There are several limitations in this study, many of which common to most of the studies. First, the retrospective nature leads to unavoidable memory bias and data loss. Second, we acknowledge a high rate of lost to follow-up that might underestimate our results, despite a national database search to limit bias. Finally, our multicentric study design introduces a heterogeneity of practice. However, we do not believe that this weakens our findings, as all practices have been standardized by a reference centre for the management of complex bone and joint infections.

Despite the aforementioned limitations, the present study is the first to the best of our knowledge to provide a complete picture of the overall clinical impact of PJI in total joint replacment in order to evaluate the complex interplay between risk factors and the outcome of this procedure.

In conclusion, the analysis of our practice reports a high-risk procedure, with a 20% rate of medical complications, a 49% rate of surgical complications, a 42% rate of mechanical complications, and a high risk of failure for a quarter of our study cohort.

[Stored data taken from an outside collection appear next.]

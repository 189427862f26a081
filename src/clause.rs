use std::fmt;

use crate::lit::{Lit, Var};

/// A disjunction of literals. An empty clause is falsity.
#[derive(Debug, Clone, PartialEq, Eq, Default)]
pub struct Clause(pub(crate) Vec<Lit>);

impl Clause {
    pub fn inner(&self) -> &[Lit] {
        &self.0
    }

    pub fn len(&self) -> usize {
        self.0.len()
    }

    pub fn is_empty(&self) -> bool {
        self.0.is_empty()
    }

    /// If the clause contains exactly one literal, return it, None otherwise
    pub fn unit(&self) -> Option<Lit> {
        match self.0.as_slice() {
            [lit] => Some(*lit),
            _ => None,
        }
    }

    pub fn vars(&self) -> impl Iterator<Item = Var> + '_ {
        self.0.iter().map(|lit| lit.var())
    }
}

impl From<&[i32]> for Clause {
    fn from(value: &[i32]) -> Self {
        Clause(value.iter().map(|&lit| Lit::from_dimacs(lit)).collect())
    }
}

impl From<Vec<i32>> for Clause {
    fn from(value: Vec<i32>) -> Self {
        Clause::from(value.as_slice())
    }
}

impl FromIterator<Lit> for Clause {
    fn from_iter<T: IntoIterator<Item = Lit>>(iter: T) -> Self {
        Clause(iter.into_iter().collect())
    }
}

// one clause line of the clause file
impl fmt::Display for Clause {
    fn fmt(&self, f: &mut fmt::Formatter<'_>) -> fmt::Result {
        let mut first = true;
        for lit in &self.0 {
            if !first {
                write!(f, " ")?;
            }
            write!(f, "{}", lit)?;
            first = false;
        }
        Ok(())
    }
}

#[cfg(test)]
mod tests {
    use super::*;

    #[test]
    fn unit_detection() {
        assert_eq!(Clause::from(vec![-4]).unit(), Some(Lit::from_dimacs(-4)));
        assert_eq!(Clause::from(vec![1, 2]).unit(), None);
        assert_eq!(Clause::default().unit(), None);
        assert!(Clause::default().is_empty());
    }

    #[test]
    fn display_as_line() {
        assert_eq!(Clause::from(vec![1, -2, 3]).to_string(), "1 -2 3");
        assert_eq!(Clause::default().to_string(), "");
    }
}
use std::collections::BTreeSet;

use rand::{rngs::StdRng, seq::IteratorRandom, SeedableRng};

use crate::{Assignment, Cnf, Error, Lit, Result, SolverConfig, Strategy, Var};

/// The assignment of one search frame together with the variables still open in its formula.
#[derive(Debug, Clone)]
pub struct PartialSolution {
    solution: Assignment,
    un_solved: BTreeSet<Var>,
}

impl PartialSolution {
    pub fn new(cnf: &Cnf) -> PartialSolution {
        PartialSolution {
            solution: Assignment::new(),
            un_solved: cnf.vars(),
        }
    }

    pub fn assign_lit(&mut self, lit: Lit) {
        self.solution.assign_lit(lit);
        self.un_solved.remove(&lit.var());
    }

    pub fn is_solved(&self) -> bool {
        self.un_solved.is_empty()
    }

    pub fn solution(&self) -> &Assignment {
        &self.solution
    }

    pub fn un_solved(&self) -> &BTreeSet<Var> {
        &self.un_solved
    }

    /// Forgets the open variables that no surviving clause mentions any more.
    /// They are left out of the witness.
    fn retain_in(&mut self, cnf: &Cnf) {
        let vars = cnf.vars();
        self.un_solved.retain(|var| vars.contains(var));
    }

    pub fn into_assignment(self) -> Assignment {
        self.solution
    }
}

#[derive(Debug, Clone, PartialEq, Eq)]
pub enum Outcome {
    Satisfiable(Assignment),
    Unsatisfiable,
}

impl Outcome {
    pub fn is_sat(&self) -> bool {
        matches!(self, Outcome::Satisfiable(_))
    }

    pub fn assignment(&self) -> Option<&Assignment> {
        match self {
            Outcome::Satisfiable(assignment) => Some(assignment),
            Outcome::Unsatisfiable => None,
        }
    }
}

#[derive(Debug, Clone, Copy, Default, PartialEq, Eq)]
pub struct Stats {
    /// Search frames visited.
    pub nodes: usize,
    /// Case splits.
    pub decisions: usize,
    /// Literals propagated, guesses and forced units alike.
    pub propagations: usize,
    /// Frames that ended with an empty clause.
    pub conflicts: usize,
    /// Frames that ended with a verdict, SAT or conflict.
    pub leaves: usize,
    pub max_depth: usize,
}

// one pending branch: the parent's formula and assignment, and the guess to apply on top of them
struct Frame {
    cnf: Cnf,
    solution: PartialSolution,
    guess: Option<Lit>,
    depth: usize,
}

/// Davis–Putnam search: unit propagation to a fixed point, then a case split on one open
/// variable, `true` first.
///
/// Branches are kept on an explicit stack rather than the call stack. Every branch owns its own
/// copy of the formula and the assignment, so backtracking is just popping the next frame.
pub struct Solver {
    config: SolverConfig,
    rng: StdRng,
    stats: Stats,
}

impl Default for Solver {
    fn default() -> Self {
        Solver::new(SolverConfig::default())
    }
}

impl Solver {
    pub fn new(config: SolverConfig) -> Solver {
        Solver {
            rng: StdRng::seed_from_u64(config.seed),
            config,
            stats: Stats::default(),
        }
    }

    pub fn config(&self) -> &SolverConfig {
        &self.config
    }

    /// Statistics of the last call to [`Solver::solve`].
    pub fn stats(&self) -> &Stats {
        &self.stats
    }

    /// Decides `cnf`. Fails only when [`SolverConfig::max_depth`] is exceeded.
    pub fn solve(&mut self, cnf: &Cnf) -> Result<Outcome> {
        self.stats = Stats::default();
        self.rng = StdRng::seed_from_u64(self.config.seed);
        log::info!(
            "solving {} clauses over {} variables with the {} strategy",
            cnf.num_clause(),
            cnf.vars().len(),
            self.config.strategy
        );

        let outcome = self.search(cnf)?;
        log::info!(
            "{} after {} decisions, {} conflicts ({:?})",
            if outcome.is_sat() { "SAT" } else { "UNSAT" },
            self.stats.decisions,
            self.stats.conflicts,
            self.stats
        );
        debug_assert!(outcome.assignment().map_or(true, |a| a.satisfies(cnf)));
        Ok(outcome)
    }

    fn search(&mut self, cnf: &Cnf) -> Result<Outcome> {
        let mut stack = vec![Frame {
            cnf: cnf.clone(),
            solution: PartialSolution::new(cnf),
            guess: None,
            depth: 0,
        }];

        while let Some(Frame {
            cnf,
            mut solution,
            guess,
            depth,
        }) = stack.pop()
        {
            self.stats.nodes += 1;
            self.stats.max_depth = self.stats.max_depth.max(depth);

            let cnf = match guess {
                Some(lit) => {
                    solution.assign_lit(lit);
                    self.stats.propagations += 1;
                    cnf.propagation(lit)
                }
                None => cnf,
            };

            // 1. unit propagation to a fixed point
            let (cnf, unit_lits) = cnf.unit_propagations();
            self.stats.propagations += unit_lits.len();
            for &lit in &unit_lits {
                solution.assign_lit(lit);
            }

            // 2. every clause is satisfied
            if cnf.is_empty() {
                self.stats.leaves += 1;
                return Ok(Outcome::Satisfiable(solution.into_assignment()));
            }

            // 3. conflict on this branch
            if cnf.has_empty_clause() {
                self.stats.leaves += 1;
                self.stats.conflicts += 1;
                log::debug!("conflict at depth {} after {:?}", depth, guess);
                continue;
            }

            // 4. now that we must make a guess
            solution.retain_in(&cnf);
            let Some(var) = self.next_guess(&solution) else {
                continue;
            };
            if let Some(limit) = self.config.max_depth {
                if depth >= limit {
                    return Err(Error::DepthExhausted { limit });
                }
            }
            self.stats.decisions += 1;
            log::debug!(
                "depth {}: guess {} with {} clauses left",
                depth,
                var,
                cnf.num_clause()
            );

            // the false branch waits under the true branch with its own copy
            stack.push(Frame {
                cnf: cnf.clone(),
                solution: solution.clone(),
                guess: Some(var.lit(false)),
                depth: depth + 1,
            });
            stack.push(Frame {
                cnf,
                solution,
                guess: Some(var.lit(true)),
                depth: depth + 1,
            });
        }

        Ok(Outcome::Unsatisfiable)
    }

    fn next_guess(&mut self, solution: &PartialSolution) -> Option<Var> {
        match self.config.strategy {
            Strategy::Direct => solution.un_solved.iter().next().copied(),
            Strategy::Random => solution.un_solved.iter().choose(&mut self.rng).copied(),
        }
    }
}

/// Solves `cnf` with the default configuration.
pub fn dp(cnf: &Cnf) -> Result<Outcome> {
    Solver::default().solve(cnf)
}

#[cfg(test)]
mod tests {
    use crate::*;

    fn witness(pairs: &[(u32, bool)]) -> Assignment {
        pairs.iter().map(|&(v, b)| (Var::new(v), b)).collect()
    }

    #[test]
    fn test_unit_chain() {
        let cnf = Cnf::from(vec![vec![1, 2], vec![-1]]);
        let outcome = dp(&cnf).unwrap();
        assert_eq!(
            outcome,
            Outcome::Satisfiable(witness(&[(1, false), (2, true)]))
        );
    }

    #[test]
    fn test_contradiction() {
        let cnf = Cnf::from(vec![vec![1], vec![-1]]);
        assert_eq!(dp(&cnf).unwrap(), Outcome::Unsatisfiable);
    }

    #[test]
    fn test_empty_formula() {
        assert_eq!(
            dp(&Cnf::new()).unwrap(),
            Outcome::Satisfiable(Assignment::new())
        );
    }

    #[test]
    fn test_empty_clause() {
        let cnf = Cnf::from(vec![vec![1, 2], vec![]]);
        assert_eq!(dp(&cnf).unwrap(), Outcome::Unsatisfiable);
    }

    #[test]
    fn test_ok() {
        let clauses = vec![
            vec![1, -2, -3],
            vec![-1, 2, -3],
            vec![-1, -2, 3],
            vec![1],
            vec![2],
        ];
        let cnf = Cnf::from(clauses);
        let outcome = dp(&cnf).unwrap();
        assert_eq!(
            outcome,
            Outcome::Satisfiable(witness(&[(1, true), (2, true), (3, true)]))
        );
    }

    #[test]
    fn test_conflict() {
        let clauses = vec![
            vec![-2, -3, -4, 5],
            vec![-1, -5, 6],
            vec![-5, 7],
            vec![-1, -6, -7],
            vec![-1, -2, 5],
            vec![-1, -3, 5],
            vec![-1, -4, 5],
            vec![1, 4],
            vec![-1, 2, 3, 4, 5, -6],
        ];
        let cnf = Cnf::from(clauses);
        let outcome = dp(&cnf).unwrap();
        let assignment = outcome.assignment().unwrap();
        assert!(assignment.satisfies(&cnf));
    }

    #[test]
    fn split_on_smallest_var_true_first() {
        let cnf = Cnf::from(vec![vec![1, 2], vec![-1, 3]]);
        let mut solver = Solver::default();
        let outcome = solver.solve(&cnf).unwrap();
        // 2 drops out with the first clause and stays unassigned
        assert_eq!(outcome, Outcome::Satisfiable(witness(&[(1, true), (3, true)])));
        assert_eq!(solver.stats().decisions, 1);
        assert_eq!(solver.stats().conflicts, 0);
    }

    #[test]
    fn backtrack_to_false_branch() {
        let cnf = Cnf::from(vec![vec![-1, 2], vec![-1, -2], vec![1, 3]]);
        let mut solver = Solver::default();
        let outcome = solver.solve(&cnf).unwrap();
        assert_eq!(outcome, Outcome::Satisfiable(witness(&[(1, false), (3, true)])));
        let stats = solver.stats();
        assert_eq!(stats.decisions, 1);
        assert_eq!(stats.conflicts, 1);
        assert_eq!(stats.leaves, 2);
        assert_eq!(stats.max_depth, 1);
    }

    #[test]
    fn leaves_bounded_by_two_to_the_n() {
        // every sign combination over 3 variables
        let mut clauses = vec![];
        for signs in 0..8 {
            let lit = |v: i32| if signs & (1 << (v - 1)) == 0 { v } else { -v };
            clauses.push(vec![lit(1), lit(2), lit(3)]);
        }
        let cnf = Cnf::from(clauses);
        let mut solver = Solver::default();
        assert_eq!(solver.solve(&cnf).unwrap(), Outcome::Unsatisfiable);
        assert!(solver.stats().leaves <= 1 << 3);
        assert_eq!(solver.stats().leaves, solver.stats().conflicts);
    }

    #[test]
    fn repeated_runs_agree() {
        let cnf = Cnf::from(vec![
            vec![1, 2, 3],
            vec![-1, -2],
            vec![-2, -3],
            vec![2, 4],
            vec![-4, 5, -1],
            vec![3, -5],
        ]);
        let first = dp(&cnf).unwrap();
        assert!(first.assignment().unwrap().satisfies(&cnf));
        for _ in 0..5 {
            assert_eq!(dp(&cnf).unwrap(), first);
        }

        let config = SolverConfig::default()
            .with_strategy(Strategy::Random)
            .with_seed(7);
        let random = Solver::new(config.clone()).solve(&cnf).unwrap();
        assert!(random.assignment().unwrap().satisfies(&cnf));
        let mut solver = Solver::new(config);
        assert_eq!(solver.solve(&cnf).unwrap(), random);
        assert_eq!(solver.solve(&cnf).unwrap(), random);
    }

    #[test]
    fn depth_limit_is_reported() {
        let cnf = Cnf::from(vec![vec![-1, 2], vec![-1, -2], vec![1, 3]]);
        let mut solver = Solver::new(SolverConfig::default().with_max_depth(0));
        match solver.solve(&cnf) {
            Err(Error::DepthExhausted { limit }) => assert_eq!(limit, 0),
            other => panic!("unexpected {:?}", other),
        }

        // no split needed: the limit is never hit
        let cnf = Cnf::from(vec![vec![1, 2], vec![-1]]);
        assert!(solver.solve(&cnf).unwrap().is_sat());
    }

    #[test]
    fn partial_solution_tracks_open_vars() {
        let cnf = Cnf::from(vec![vec![1, 2], vec![-3]]);
        let mut solution = PartialSolution::new(&cnf);
        assert_eq!(solution.un_solved().len(), 3);
        solution.assign_lit(Lit::from_dimacs(-3));
        assert!(!solution.un_solved().contains(&Var::new(3)));
        assert_eq!(solution.solution().value(Var::new(3)), Some(false));
        assert!(!solution.is_solved());
    }
}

Our findings identify the age, the clinical risk-stratification systems, and chronic organ failure as key predictors of high risk of complication and failure during a two-stage procedure. Therefore, these poor results should be interpreted with caution, reflecting an increasing comorbidity burden among our population with chronic PJI.

As pointed out in our study, the increase in chronic PJI THA in a population of elective arthroplasty patients with higher medical comorbidities seems to be a new challenge for orthopaedic surgeons. Our results imply that further studies comparing different strategies for chronic PJI THA in this specific population are required to improve our therapeutic indications and provide better results.

Take home message

- Our experience of a two-stage hip exchange revision reports important complication rates associated with high failure rates of polymethyl methacrylate spacers.

- The elective population for staged exchange has an increasing comorbid burden which leads to poor results.